(Work to be completed) Your response needs to be the data below, retyped exactly.

(Data supplied)

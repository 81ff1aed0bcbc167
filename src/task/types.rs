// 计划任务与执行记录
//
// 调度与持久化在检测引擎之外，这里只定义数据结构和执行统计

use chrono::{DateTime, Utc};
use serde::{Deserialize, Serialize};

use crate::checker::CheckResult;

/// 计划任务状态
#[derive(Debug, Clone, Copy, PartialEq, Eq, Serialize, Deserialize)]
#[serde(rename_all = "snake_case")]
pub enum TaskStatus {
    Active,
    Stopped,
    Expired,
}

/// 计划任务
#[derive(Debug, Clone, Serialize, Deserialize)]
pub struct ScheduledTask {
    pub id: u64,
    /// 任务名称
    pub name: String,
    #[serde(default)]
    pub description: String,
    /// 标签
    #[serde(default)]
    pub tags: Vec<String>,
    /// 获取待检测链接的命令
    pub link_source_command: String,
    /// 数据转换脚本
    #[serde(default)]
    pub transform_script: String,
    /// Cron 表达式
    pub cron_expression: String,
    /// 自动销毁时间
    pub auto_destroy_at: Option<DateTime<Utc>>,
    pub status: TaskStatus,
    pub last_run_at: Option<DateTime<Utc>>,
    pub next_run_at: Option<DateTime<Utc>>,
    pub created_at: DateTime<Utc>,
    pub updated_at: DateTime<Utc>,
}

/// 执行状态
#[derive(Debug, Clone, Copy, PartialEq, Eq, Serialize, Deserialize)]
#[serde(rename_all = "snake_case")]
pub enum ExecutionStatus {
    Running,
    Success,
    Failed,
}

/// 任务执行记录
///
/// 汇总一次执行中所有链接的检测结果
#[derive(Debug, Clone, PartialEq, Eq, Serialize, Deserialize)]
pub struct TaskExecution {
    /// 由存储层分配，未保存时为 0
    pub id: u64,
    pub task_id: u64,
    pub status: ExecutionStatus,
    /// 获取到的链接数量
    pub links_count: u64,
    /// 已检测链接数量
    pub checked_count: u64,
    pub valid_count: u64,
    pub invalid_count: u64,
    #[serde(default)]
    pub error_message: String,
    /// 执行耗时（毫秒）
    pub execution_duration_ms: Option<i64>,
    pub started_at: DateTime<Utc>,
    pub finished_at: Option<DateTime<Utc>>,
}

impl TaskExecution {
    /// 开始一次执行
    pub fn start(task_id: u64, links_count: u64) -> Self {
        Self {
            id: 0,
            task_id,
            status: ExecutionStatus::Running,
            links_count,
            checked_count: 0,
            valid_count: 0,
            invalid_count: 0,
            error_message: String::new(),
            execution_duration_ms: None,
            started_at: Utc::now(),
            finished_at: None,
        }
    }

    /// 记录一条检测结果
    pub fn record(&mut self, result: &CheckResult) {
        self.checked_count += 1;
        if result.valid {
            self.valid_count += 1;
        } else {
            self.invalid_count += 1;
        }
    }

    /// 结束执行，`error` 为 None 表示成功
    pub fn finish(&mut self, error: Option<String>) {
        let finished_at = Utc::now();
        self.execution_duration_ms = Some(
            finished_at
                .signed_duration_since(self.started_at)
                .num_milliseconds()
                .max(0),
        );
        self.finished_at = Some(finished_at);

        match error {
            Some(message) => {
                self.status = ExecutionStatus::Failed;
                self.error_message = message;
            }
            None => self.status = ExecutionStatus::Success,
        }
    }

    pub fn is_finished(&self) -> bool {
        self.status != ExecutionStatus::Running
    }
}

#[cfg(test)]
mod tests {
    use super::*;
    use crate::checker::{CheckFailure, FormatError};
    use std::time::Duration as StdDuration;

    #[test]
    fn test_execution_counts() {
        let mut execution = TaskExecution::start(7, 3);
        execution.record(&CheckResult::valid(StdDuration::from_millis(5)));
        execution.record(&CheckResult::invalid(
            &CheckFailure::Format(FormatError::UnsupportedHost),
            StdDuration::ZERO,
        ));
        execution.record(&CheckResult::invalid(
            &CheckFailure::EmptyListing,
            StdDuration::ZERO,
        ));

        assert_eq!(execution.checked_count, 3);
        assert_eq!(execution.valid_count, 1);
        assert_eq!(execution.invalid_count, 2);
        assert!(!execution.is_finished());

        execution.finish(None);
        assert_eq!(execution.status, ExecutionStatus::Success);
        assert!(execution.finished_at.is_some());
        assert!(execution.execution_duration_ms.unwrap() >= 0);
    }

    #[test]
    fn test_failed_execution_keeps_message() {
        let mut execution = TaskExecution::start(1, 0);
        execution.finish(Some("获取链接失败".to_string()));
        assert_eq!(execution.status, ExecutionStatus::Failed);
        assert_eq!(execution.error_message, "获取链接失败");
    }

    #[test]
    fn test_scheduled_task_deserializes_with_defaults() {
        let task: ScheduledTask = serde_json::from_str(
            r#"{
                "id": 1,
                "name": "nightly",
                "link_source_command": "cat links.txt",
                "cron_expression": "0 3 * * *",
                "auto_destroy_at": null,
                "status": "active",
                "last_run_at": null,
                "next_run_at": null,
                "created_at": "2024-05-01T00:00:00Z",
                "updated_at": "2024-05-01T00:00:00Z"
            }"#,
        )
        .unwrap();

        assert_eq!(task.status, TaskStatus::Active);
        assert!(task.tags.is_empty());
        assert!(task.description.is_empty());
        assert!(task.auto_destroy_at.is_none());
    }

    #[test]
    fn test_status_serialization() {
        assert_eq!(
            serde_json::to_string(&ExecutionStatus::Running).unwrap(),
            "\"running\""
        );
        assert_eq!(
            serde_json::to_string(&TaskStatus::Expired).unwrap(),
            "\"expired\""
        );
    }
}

(Task answer)
repository 81ff1aed0bcbc167
filename src/task/types.rs
// 计划任务与执行记录
//
// 调度与持久化在检测引擎之外，这里只定义数据结构和执行统计

use chrono::{DateTime, Utc};
use serde::{Deserialize, Serialize};

use crate::checker::CheckResult;

/// 计划任务状态
#[derive(Debug, Clone, Copy, PartialEq, Eq, Serialize, Deserialize)]
#[serde(rename_all = "snake_case")]
pub enum TaskStatus {
    Active,
    Stopped,
    Expired,
}

/// 计划任务
#[derive(Debug, Clone, Serialize, Deserialize)]
pub struct ScheduledTask {
    pub id: u64,
    /// 任务名称
    pub name: String,
    #[serde(default)]
    pub description: String,
    /// 标签
    #[serde(default)]
    pub tags: Vec<String>,
    /// 获取待检测链接的命令
    pub link_source_command: String,
    /// 数据转换脚本
    #[serde(default)]
    pub transform_script: String,
    /// Cron 表达式
    pub cron_expression: String,
    /// 自动销毁时间
    pub auto_destroy_at: Option<DateTime<Utc>>,
    pub status: TaskStatus,
    pub last_run_at: Option<DateTime<Utc>>,
    pub next_run_at: Option<DateTime<Utc>>,
    pub created_at: DateTime<Utc>,
    pub updated_at: DateTime<Utc>,
}

/// 执行状态
#[derive(Debug, Clone, Copy, PartialEq, Eq, Serialize, Deserialize)]
#[serde(rename_all = "snake_case")]
pub enum ExecutionStatus {
    Running,
    Success,
    Failed,
}

/// 任务执行记录
///
/// 汇总一次执行中所有链接的检测结果
#[derive(Debug, Clone, PartialEq, Eq, Serialize, Deserialize)]
pub struct TaskExecution {
    /// 由存储层分配，未保存时为 0
    pub id: u64,
    pub task_id: u64,
    pub status: ExecutionStatus,
    /// 获取到的链接数量
    pub links_count: u64,
    /// 已检测链接数量
    pub checked_count: u64,
    pub valid_count: u64,
    pub invalid_count: u64,
    #[serde(default)]
    pub error_message: String,
    /// 执行耗时（毫秒）
    pub execution_duration_ms: Option<i64>,
    pub started_at: DateTime<Utc>,
    pub finished_at: Option<DateTime<Utc>>,
}

impl TaskExecution {
    /// 开始一次执行
    pub fn start(task_id: u64, links_count: u64) -> Self {
        Self {
            id: 0,
            task_id,
            status: ExecutionStatus::Running,
            links_count,
            checked_count: 0,
            valid_count: 0,
            invalid_count: 0,
            error_message: String::new(),
            execution_duration_ms: None,
            started_at: Utc::now(),
            finished_at: None,
        }
    }

    /// 记录一条检测结果
    pub fn record(&mut self, result: &CheckResult) {
        self.checked_count += 1;
        if result.valid {
            self.valid_count += 1;
        } else {
            self.invalid_count += 1;
        }
    }

    /// 结束执行，`error` 为 None 表示成功
    pub fn finish(&mut self, error: Option<String>) {
        let finished_at = Utc::now();
        self.execution_duration_ms = Some(
            finished_at
                .signed_duration_since(self.started_at)
                .num_milliseconds()
                .max(0),
        );
        self.finished_at = Some(finished_at);

        match error {
            Some(message) => {
                self.status = ExecutionStatus::Failed;
                self.error_message = message;
            }
            None => self.status = ExecutionStatus::Success,
        }
    }

    pub fn is_finished(&self) -> bool {
        self.status != ExecutionStatus::Running
    }
}

#[cfg(test)]
mod tests {
    use super::*;
    use crate::checker::{CheckFailure, FormatError};
    use std::time::Duration as StdDuration;

    #[test]
    fn test_execution_counts() {
        let mut execution = TaskExecution::start(7, 3);
        execution.record(&CheckResult::valid(StdDuration::from_millis(5)));
        execution.record(&CheckResult::invalid(
            &CheckFailure::Format(FormatError::UnsupportedHost),
            StdDuration::ZERO,
        ));
        execution.record(&CheckResult::invalid(
            &CheckFailure::EmptyListing,
            StdDuration::ZERO,
        ));

        assert_eq!(execution.checked_count, 3);
        assert_eq!(execution.valid_count, 1);
        assert_eq!(execution.invalid_count, 2);
        assert!(!execution.is_finished());

        execution.finish(None);
        assert_eq!(execution.status, ExecutionStatus::Success);
        assert!(execution.finished_at.is_some());
        assert!(execution.execution_duration_ms.unwrap() >= 0);
    }

    #[test]
    fn test_failed_execution_keeps_message() {
        let mut execution = TaskExecution::start(1, 0);
        execution.finish(Some("获取链接失败".to_string()));
        assert_eq!(execution.status, ExecutionStatus::Failed);
        assert_eq!(execution.error_message, "获取链接失败");
    }

    #[test]
    fn test_scheduled_task_deserializes_with_defaults() {
        let task: ScheduledTask = serde_json::from_str(
            r#"{
                "id": 1,
                "name": "nightly",
                "link_source_command": "cat links.txt",
                "cron_expression": "0 3 * * *",
                "auto_destroy_at": null,
                "status": "active",
                "last_run_at": null,
                "next_run_at": null,
                "created_at": "2024-05-01T00:00:00Z",
                "updated_at": "2024-05-01T00:00:00Z"
            }"#,
        )
        .unwrap();

        assert_eq!(task.status, TaskStatus::Active);
        assert!(task.tags.is_empty());
        assert!(task.description.is_empty());
        assert!(task.auto_destroy_at.is_none());
    }

    #[test]
    fn test_status_serialization() {
        assert_eq!(
            serde_json::to_string(&ExecutionStatus::Running).unwrap(),
            "\"running\""
        );
        assert_eq!(
            serde_json::to_string(&TaskStatus::Expired).unwrap(),
            "\"expired\""
        );
    }
}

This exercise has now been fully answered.